Recover Recently Deleted Data Using Follower Reads

YugabyteDB is a transactional database that supports distributed transactions. A transaction is a sequence of operations performed as a single logical unit of work. YugabyteDB provides ACID guarantees for all transactions.

If you are in a middle of a transaction and acidentally delete some data, you can undo that delete by issuing a ROLLBACK statement.

Example:

				
					yugabyte=# SELECT * FROM test ORDER BY c1;
 c1 | c2
----+----
  1 | A
  2 | B
  3 | C
(3 rows)

yugabyte=# BEGIN TRANSACTION;
BEGIN

yugabyte=# DELETE FROM test WHERE c1 = 2; -- I meant to say c1 = 3!
DELETE 1

yugabyte=# SELECT * FROM test ORDER BY c1;
 c1 | c2
----+----
  1 | A
  3 | C
(2 rows)

yugabyte=# ROLLBACK;
ROLLBACK

yugabyte=# SELECT * FROM test ORDER BY c1; -- Phew!
 c1 | c2
----+----
  1 | A
  2 | B
  3 | C
(3 rows)
				
			

But what if you’ve already commited the delete only to suddenly realize that you didn’t mean to do that? 

Well, if you act fast, there is a trick using Follower Reads that may help undo that delete.

Example:

				
					yugabyte=# CREATE TABLE some_data (id INT PRIMARY KEY, the_data TEXT, created_ts TIMESTAMP);
CREATE TABLE

yugabyte=# INSERT INTO some_data VALUES (1, 'Old Data1', current_timestamp);
INSERT 0 1

yugabyte=# INSERT INTO some_data VALUES (2, 'Old Data2', current_timestamp);
INSERT 0 1

yugabyte=# SELECT pg_sleep_for('10 SECONDS');
 pg_sleep_for
--------------

(1 row)
				
			

Now I do a few more DML operations…

				
					yugabyte=# DELETE FROM some_data WHERE id = 2;
DELETE 1

yugabyte=# INSERT INTO some_data VALUES (3, 'New Data3', current_timestamp);
INSERT 0 1

yugabyte=# INSERT INTO some_data VALUES (4, 'New Data4', current_timestamp);
INSERT 0 1

yugabyte=# SELECT * FROM some_data ORDER BY created_ts;
 id | the_data  |         created_ts
----+-----------+----------------------------
  1 | Old Data1 | 2024-05-24 12:07:30.073068
  3 | New Data3 | 2024-05-24 12:07:40.113604
  4 | New Data4 | 2024-05-24 12:07:40.114377
(3 rows)
				
			

Oops! I meant to run a delete on id 3, not id 2. A ROLLBACK here won’t help as in ysqlsh, the default behavior is that every statement is auto committed.

				
					yugabyte=# rollback;
WARNING:  there is no transaction in progress
ROLLBACK
				
			

Here’s where Follower Reads can come to the rescue!

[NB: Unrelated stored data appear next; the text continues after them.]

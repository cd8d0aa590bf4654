//! Breakpoint reconciliation.
//!
//! A cell has no stable path on the kernel: each dump may put it somewhere
//! new. The model keys breakpoints by content id, and every dump is recorded
//! as `path -> code` so a kernel path can be traced back to the content that
//! produced it. After a kernel restart the recorded code is dumped again and
//! the breakpoints pushed to the fresh path.

use std::collections::{BTreeMap, HashSet};

use super::{absorb, engine_of, DebuggerService};
use crate::error::Result;
use crate::protocol::{
    Breakpoint, ConfigurationDoneArguments, DebugCommand, DebugInfoArguments,
    DebugInfoBreakpoints, DumpCellArguments, SetBreakpointsArguments, Source, SourceBreakpoint,
};
use crate::session::DebugSession;
use crate::sources::SourceQuery;

pub(crate) type BreakpointMap = BTreeMap<String, Vec<Breakpoint>>;

impl DebuggerService {
    /// Sync identity parameters, flags, breakpoints and stopped threads with
    /// the kernel. The debugger is started when it is not running and either
    /// `auto_start` is set or the kernel reports stopped threads.
    pub async fn restore_state(&self, auto_start: bool) -> Result<()> {
        let session = self.active_session()?;
        let engine = engine_of(&session)?;

        let Some(state) = absorb(DebugInfoArguments::COMMAND, session.restore_state().await)?
        else {
            return Ok(());
        };

        {
            let mut identity = self.identity.write();
            identity.register_hash_params(&engine, &state.hash_method, state.hash_seed)?;
            identity.register_file_params(&engine, &state.tmp_file_prefix, &state.tmp_file_suffix);
        }

        // Stopped threads can only be inspected through a running debugger
        if (auto_start || !state.stopped_threads.is_empty()) && !session.is_started() {
            session.start().await?;
        }

        let remote = self.map_breakpoints(&state.breakpoints, &engine);
        let visible = self.filter_breakpoints(remote, &session, &engine);
        let title = if session.is_started() {
            session
                .connection_info()
                .map(|info| info.name)
                .unwrap_or_else(|| "-".to_string())
        } else {
            "-".to_string()
        };

        {
            let mut model = self.model.write();
            model.set_flags(state.rich_rendering, state.copy_to_globals);
            model.set_title(title);
            model.restore_breakpoints(visible);
            model.set_stopped_threads(state.stopped_threads.iter().copied());
        }

        if !state.stopped_threads.is_empty() {
            self.refresh_frames().await?;
        } else if session.is_started() {
            self.model.write().clear_call_state();
        }

        if session.is_pausing_on_exceptions(&state.tmp_file_prefix) {
            self.send_exception_breakpoints(&session, true).await?;
        }
        Ok(())
    }

    /// Set the breakpoints of one cell. A no-op until the debugger is started.
    ///
    /// Without `path` the cell is dumped first. The kernel's breakpoint list
    /// is re-read into the model before this cell's entries are replaced by
    /// the verified reply.
    pub async fn update_breakpoints(
        &self,
        code: &str,
        breakpoints: &[Breakpoint],
        path: Option<&str>,
    ) -> Result<()> {
        let session = self.active_session()?;
        if !session.is_started() {
            tracing::debug!("[service] Debugger not started, breakpoints left unchanged");
            return Ok(());
        }
        let engine = engine_of(&session)?;

        let path = match path {
            Some(path) => {
                self.record_dump(path, code);
                path.to_string()
            }
            None => match self.dump_cell(code).await? {
                Some(path) => path,
                None => return Ok(()),
            },
        };

        if let Some(state) = absorb(DebugInfoArguments::COMMAND, session.restore_state().await)? {
            let remote = self.map_breakpoints(&state.breakpoints, &engine);
            let visible = self.filter_breakpoints(remote, &session, &engine);
            self.model.write().restore_breakpoints(visible);
        }

        let lines = unique_lines(breakpoints);
        let Some(verified) = self.set_breakpoints_at(&path, &lines).await? else {
            return Ok(());
        };
        let source_id = self.source_id(&path, &engine);
        self.model.write().set_breakpoints(&source_id, verified);

        self.call(&ConfigurationDoneArguments {}).await?;
        Ok(())
    }

    /// Remove every breakpoint from the kernel and the model.
    pub async fn clear_breakpoints(&self) -> Result<()> {
        let session = self.active_session()?;
        if !session.is_started() {
            return Ok(());
        }
        let engine = engine_of(&session)?;

        let source_ids: Vec<String> = self.model.read().breakpoints().keys().cloned().collect();
        for source_id in source_ids {
            let path = self.physical_path(&source_id, &engine);
            self.set_breakpoints_at(&path, &[]).await?;
        }
        self.model.write().restore_breakpoints(BreakpointMap::new());
        Ok(())
    }

    /// Stop and start the debugger, then re-dump every cell that carried
    /// breakpoints and push its lines to the new path.
    pub async fn restart(&self) -> Result<()> {
        let session = self.active_session()?;
        let engine = engine_of(&session)?;
        let snapshot = self.model.read().breakpoints().clone();

        self.stop().await?;
        self.start().await?;

        let mut restored = BreakpointMap::new();
        for (source_id, list) in snapshot {
            let lines = unique_lines(&list);
            let Some(code) = self.code_for_source(&source_id, &engine) else {
                // Learned from the kernel, never dumped here: the key is a kernel path
                tracing::debug!("[service] Re-pushing {} without a fresh dump", source_id);
                if let Some(verified) = self.set_breakpoints_at(&source_id, &lines).await? {
                    restored.insert(source_id, verified);
                }
                continue;
            };
            let Some(path) = self.dump_cell(&code).await? else {
                continue;
            };
            if let Some(verified) = self.set_breakpoints_at(&path, &lines).await? {
                restored.insert(self.source_id(&path, &engine), verified);
            }
        }

        let visible = self.filter_breakpoints(restored, &session, &engine);
        self.model.write().restore_breakpoints(visible);
        self.call(&ConfigurationDoneArguments {}).await?;
        tracing::info!("[service] Debugger restarted");
        Ok(())
    }

    /// Push `breakpoints` to the kernel, treating each key as a kernel path.
    pub(crate) async fn push_breakpoints(&self, breakpoints: &BreakpointMap) -> Result<BreakpointMap> {
        let mut verified_map = BreakpointMap::new();
        for (path, list) in breakpoints {
            if let Some(verified) = self.set_breakpoints_at(path, &unique_lines(list)).await? {
                verified_map.insert(path.clone(), verified);
            }
        }
        Ok(verified_map)
    }

    pub(crate) async fn dump_cell(&self, code: &str) -> Result<Option<String>> {
        let body = self
            .call(&DumpCellArguments {
                code: code.to_string(),
            })
            .await?;
        Ok(body.map(|body| {
            self.record_dump(&body.source_path, code);
            body.source_path
        }))
    }

    fn record_dump(&self, path: &str, code: &str) {
        self.dumped
            .lock()
            .insert(path.to_string(), code.to_string());
    }

    async fn set_breakpoints_at(&self, path: &str, lines: &[i64]) -> Result<Option<Vec<Breakpoint>>> {
        let arguments = SetBreakpointsArguments::for_path(
            path,
            lines.iter().copied().map(SourceBreakpoint::at_line).collect(),
        );
        let reply = self.call(&arguments).await?;
        Ok(reply.map(|body| dedup_by_line(body.breakpoints)))
    }

    /// Content id of whatever was dumped at `path`, or the path itself when
    /// the dump is unknown.
    pub(crate) fn source_id(&self, path: &str, engine: &str) -> String {
        let code = self.dumped.lock().get(path).cloned();
        code.and_then(|code| self.identity.read().compute_id(&code, engine).ok())
            .unwrap_or_else(|| path.to_string())
    }

    /// Code recorded for a source id, looked up by path first and by content
    /// id second.
    pub(crate) fn code_for_source(&self, source_id: &str, engine: &str) -> Option<String> {
        let dumped = self.dumped.lock();
        if let Some(code) = dumped.get(source_id) {
            return Some(code.clone());
        }
        let identity = self.identity.read();
        dumped
            .values()
            .find(|code| {
                identity
                    .compute_id(code, engine)
                    .map(|id| id == source_id)
                    .unwrap_or(false)
            })
            .cloned()
    }

    fn physical_path(&self, source_id: &str, engine: &str) -> String {
        let dumped = self.dumped.lock();
        if dumped.contains_key(source_id) {
            return source_id.to_string();
        }
        let identity = self.identity.read();
        dumped
            .iter()
            .find(|(_, code)| {
                identity
                    .compute_id(code, engine)
                    .map(|id| id == source_id)
                    .unwrap_or(false)
            })
            .map(|(path, _)| path.clone())
            .unwrap_or_else(|| source_id.to_string())
    }

    /// Re-key the kernel's path-keyed breakpoint list by content id.
    fn map_breakpoints(&self, remote: &[DebugInfoBreakpoints], engine: &str) -> BreakpointMap {
        remote
            .iter()
            .map(|entry| {
                let list = entry
                    .breakpoints
                    .iter()
                    .map(|bp| Breakpoint {
                        line: Some(bp.line),
                        verified: true,
                        source: Some(Source::from_path(&entry.source)),
                        ..Default::default()
                    })
                    .collect();
                (self.source_id(&entry.source, engine), list)
            })
            .collect()
    }

    /// Keep only sources shown by a live editor. Without an editor lookup
    /// everything is kept.
    fn filter_breakpoints(
        &self,
        breakpoints: BreakpointMap,
        session: &DebugSession,
        engine: &str,
    ) -> BreakpointMap {
        let Some(sources) = &self.sources else {
            return breakpoints;
        };
        let path = session
            .connection_info()
            .map(|info| info.path)
            .unwrap_or_default();

        let total = breakpoints.len();
        let visible: BreakpointMap = breakpoints
            .into_iter()
            .filter(|(content_id, _)| {
                !sources
                    .find(&SourceQuery {
                        engine: engine.to_string(),
                        path: path.clone(),
                        content_id: content_id.clone(),
                        focus: false,
                    })
                    .is_empty()
            })
            .collect();

        if visible.len() < total {
            tracing::debug!(
                "[service] {} breakpoint source(s) have no open editor and stay hidden",
                total - visible.len()
            );
        }
        visible
    }
}

/// Requested lines in order, duplicates and line-less entries removed.
pub(crate) fn unique_lines(breakpoints: &[Breakpoint]) -> Vec<i64> {
    let mut seen = HashSet::new();
    breakpoints
        .iter()
        .filter_map(|bp| bp.line)
        .filter(|line| seen.insert(*line))
        .collect()
}

fn dedup_by_line(breakpoints: Vec<Breakpoint>) -> Vec<Breakpoint> {
    let mut seen = HashSet::new();
    breakpoints
        .into_iter()
        .filter(|bp| bp.line.map(|line| seen.insert(line)).unwrap_or(true))
        .collect()
}

#[cfg(test)]
mod tests {
    use super::*;

    #[test]
    fn test_unique_lines_keeps_first_occurrence() {
        let breakpoints = vec![
            Breakpoint::pending(3),
            Breakpoint::pending(1),
            Breakpoint::pending(3),
            Breakpoint::default(),
        ];
        assert_eq!(unique_lines(&breakpoints), vec![3, 1]);
    }

    #[test]
    fn test_dedup_by_line() {
        let verified = vec![
            Breakpoint {
                id: Some(1),
                verified: true,
                line: Some(2),
                ..Default::default()
            },
            Breakpoint {
                id: Some(2),
                verified: true,
                line: Some(2),
                ..Default::default()
            },
        ];
        let deduped = dedup_by_line(verified);
        assert_eq!(deduped.len(), 1);
        assert_eq!(deduped[0].id, Some(1));
    }
}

Enabling Follower Reads and setting the read staleness to 5 seconds, I can see the data as of about 5 seconds ago, just prior to when I ran the incorrect delete statement.

				
					yugabyte=# SET yb_read_from_followers = TRUE;
SET

yugabyte=# SET yb_follower_read_staleness_ms = 5000;
SET

yugabyte=# SET default_transaction_read_only = TRUE;
SET

yugabyte=# SELECT * FROM some_data;
 id | the_data  |         created_ts
----+-----------+----------------------------
  1 | Old Data1 | 2024-05-24 12:07:30.073068
  2 | Old Data2 | 2024-05-24 12:07:30.078777
(2 rows)
				
			

I will need to temporarily store the data I deleted somewhere to reload later. I can’t insert the data into another table, or create a table (CTAS) because enabling Follower Reads requires that transactions are read only. 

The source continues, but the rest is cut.